DESCRIPTION OF THE TASK ->
Lines in which "keys" appears should be pulled from the data below.

SOURCE MATERIAL ->
....
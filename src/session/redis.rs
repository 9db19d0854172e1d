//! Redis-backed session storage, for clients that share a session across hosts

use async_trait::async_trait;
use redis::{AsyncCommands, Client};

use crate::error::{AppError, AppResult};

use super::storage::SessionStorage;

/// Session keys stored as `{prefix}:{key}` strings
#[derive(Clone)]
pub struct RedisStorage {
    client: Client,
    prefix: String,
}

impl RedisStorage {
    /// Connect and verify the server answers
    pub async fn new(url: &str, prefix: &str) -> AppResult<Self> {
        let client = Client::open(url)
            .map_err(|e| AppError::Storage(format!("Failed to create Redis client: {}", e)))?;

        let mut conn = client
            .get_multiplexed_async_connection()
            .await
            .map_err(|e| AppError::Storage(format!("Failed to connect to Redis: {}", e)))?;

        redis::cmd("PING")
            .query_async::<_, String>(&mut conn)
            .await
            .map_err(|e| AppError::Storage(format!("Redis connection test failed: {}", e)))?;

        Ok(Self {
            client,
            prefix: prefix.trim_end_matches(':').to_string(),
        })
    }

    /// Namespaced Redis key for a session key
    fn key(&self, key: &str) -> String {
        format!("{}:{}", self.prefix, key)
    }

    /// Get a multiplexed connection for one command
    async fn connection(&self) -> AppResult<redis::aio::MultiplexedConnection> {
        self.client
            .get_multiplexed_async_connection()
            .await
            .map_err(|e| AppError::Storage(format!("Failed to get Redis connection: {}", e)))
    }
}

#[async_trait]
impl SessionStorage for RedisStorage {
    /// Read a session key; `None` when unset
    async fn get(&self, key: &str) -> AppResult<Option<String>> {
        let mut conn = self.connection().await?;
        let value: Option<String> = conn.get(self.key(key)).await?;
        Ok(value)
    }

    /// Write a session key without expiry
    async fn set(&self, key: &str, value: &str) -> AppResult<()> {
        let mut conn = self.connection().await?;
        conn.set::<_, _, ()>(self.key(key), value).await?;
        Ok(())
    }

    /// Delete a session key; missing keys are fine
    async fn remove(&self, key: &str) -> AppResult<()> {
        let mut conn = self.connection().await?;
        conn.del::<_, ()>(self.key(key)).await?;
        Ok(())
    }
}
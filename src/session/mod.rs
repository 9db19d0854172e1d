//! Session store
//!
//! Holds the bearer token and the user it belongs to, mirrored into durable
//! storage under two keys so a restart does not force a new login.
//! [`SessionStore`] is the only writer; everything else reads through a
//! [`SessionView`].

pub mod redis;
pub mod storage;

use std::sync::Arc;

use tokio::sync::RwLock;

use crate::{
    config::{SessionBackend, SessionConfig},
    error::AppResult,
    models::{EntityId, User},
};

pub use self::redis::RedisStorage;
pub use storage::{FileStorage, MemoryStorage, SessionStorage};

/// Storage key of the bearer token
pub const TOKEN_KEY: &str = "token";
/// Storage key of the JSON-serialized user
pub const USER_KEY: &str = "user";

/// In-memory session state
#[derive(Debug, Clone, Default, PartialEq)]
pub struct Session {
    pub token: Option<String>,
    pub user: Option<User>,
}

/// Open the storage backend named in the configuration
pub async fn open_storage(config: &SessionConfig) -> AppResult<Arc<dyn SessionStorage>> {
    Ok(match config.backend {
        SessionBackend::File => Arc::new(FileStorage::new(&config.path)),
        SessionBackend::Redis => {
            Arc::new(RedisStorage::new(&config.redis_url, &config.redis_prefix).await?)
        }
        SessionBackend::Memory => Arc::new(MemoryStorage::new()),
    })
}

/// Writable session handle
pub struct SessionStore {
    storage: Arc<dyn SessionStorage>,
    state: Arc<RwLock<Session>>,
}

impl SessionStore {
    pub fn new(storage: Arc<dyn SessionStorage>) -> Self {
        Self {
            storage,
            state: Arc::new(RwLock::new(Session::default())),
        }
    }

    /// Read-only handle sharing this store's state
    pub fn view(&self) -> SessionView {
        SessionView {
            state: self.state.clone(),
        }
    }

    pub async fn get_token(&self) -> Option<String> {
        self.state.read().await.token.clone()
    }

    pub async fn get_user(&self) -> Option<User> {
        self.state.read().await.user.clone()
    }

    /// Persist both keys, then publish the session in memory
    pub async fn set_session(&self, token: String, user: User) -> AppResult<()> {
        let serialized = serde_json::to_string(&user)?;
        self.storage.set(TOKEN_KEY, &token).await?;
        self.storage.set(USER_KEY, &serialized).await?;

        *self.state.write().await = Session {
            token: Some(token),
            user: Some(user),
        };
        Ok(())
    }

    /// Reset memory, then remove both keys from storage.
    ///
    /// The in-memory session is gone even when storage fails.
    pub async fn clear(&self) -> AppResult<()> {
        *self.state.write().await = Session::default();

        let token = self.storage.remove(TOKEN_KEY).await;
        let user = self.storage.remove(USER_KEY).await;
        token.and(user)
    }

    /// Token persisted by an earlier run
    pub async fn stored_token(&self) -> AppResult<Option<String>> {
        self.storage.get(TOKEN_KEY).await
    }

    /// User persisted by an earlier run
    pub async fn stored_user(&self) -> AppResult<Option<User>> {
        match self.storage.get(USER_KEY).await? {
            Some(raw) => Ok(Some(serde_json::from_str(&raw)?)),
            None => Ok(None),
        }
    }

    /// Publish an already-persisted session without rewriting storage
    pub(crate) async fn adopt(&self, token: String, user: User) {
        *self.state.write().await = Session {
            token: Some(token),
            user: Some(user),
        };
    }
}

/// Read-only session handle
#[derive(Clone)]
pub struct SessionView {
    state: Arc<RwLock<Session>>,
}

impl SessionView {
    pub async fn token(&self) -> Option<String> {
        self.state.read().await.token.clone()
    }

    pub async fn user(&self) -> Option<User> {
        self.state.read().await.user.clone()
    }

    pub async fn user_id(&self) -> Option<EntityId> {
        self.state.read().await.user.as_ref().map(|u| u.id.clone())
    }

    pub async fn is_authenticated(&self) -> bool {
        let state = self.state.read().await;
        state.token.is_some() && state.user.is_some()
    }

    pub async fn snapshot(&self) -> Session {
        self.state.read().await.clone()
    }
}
....
ANSWER SECTION ->
/// Session keys stored as `{prefix}:{key}` strings
    /// Delete a session key; missing keys are fine
//! storage under two keys so a restart does not force a new login.
    /// Persist both keys, then publish the session in memory
    /// Reset memory, then remove both keys from storage.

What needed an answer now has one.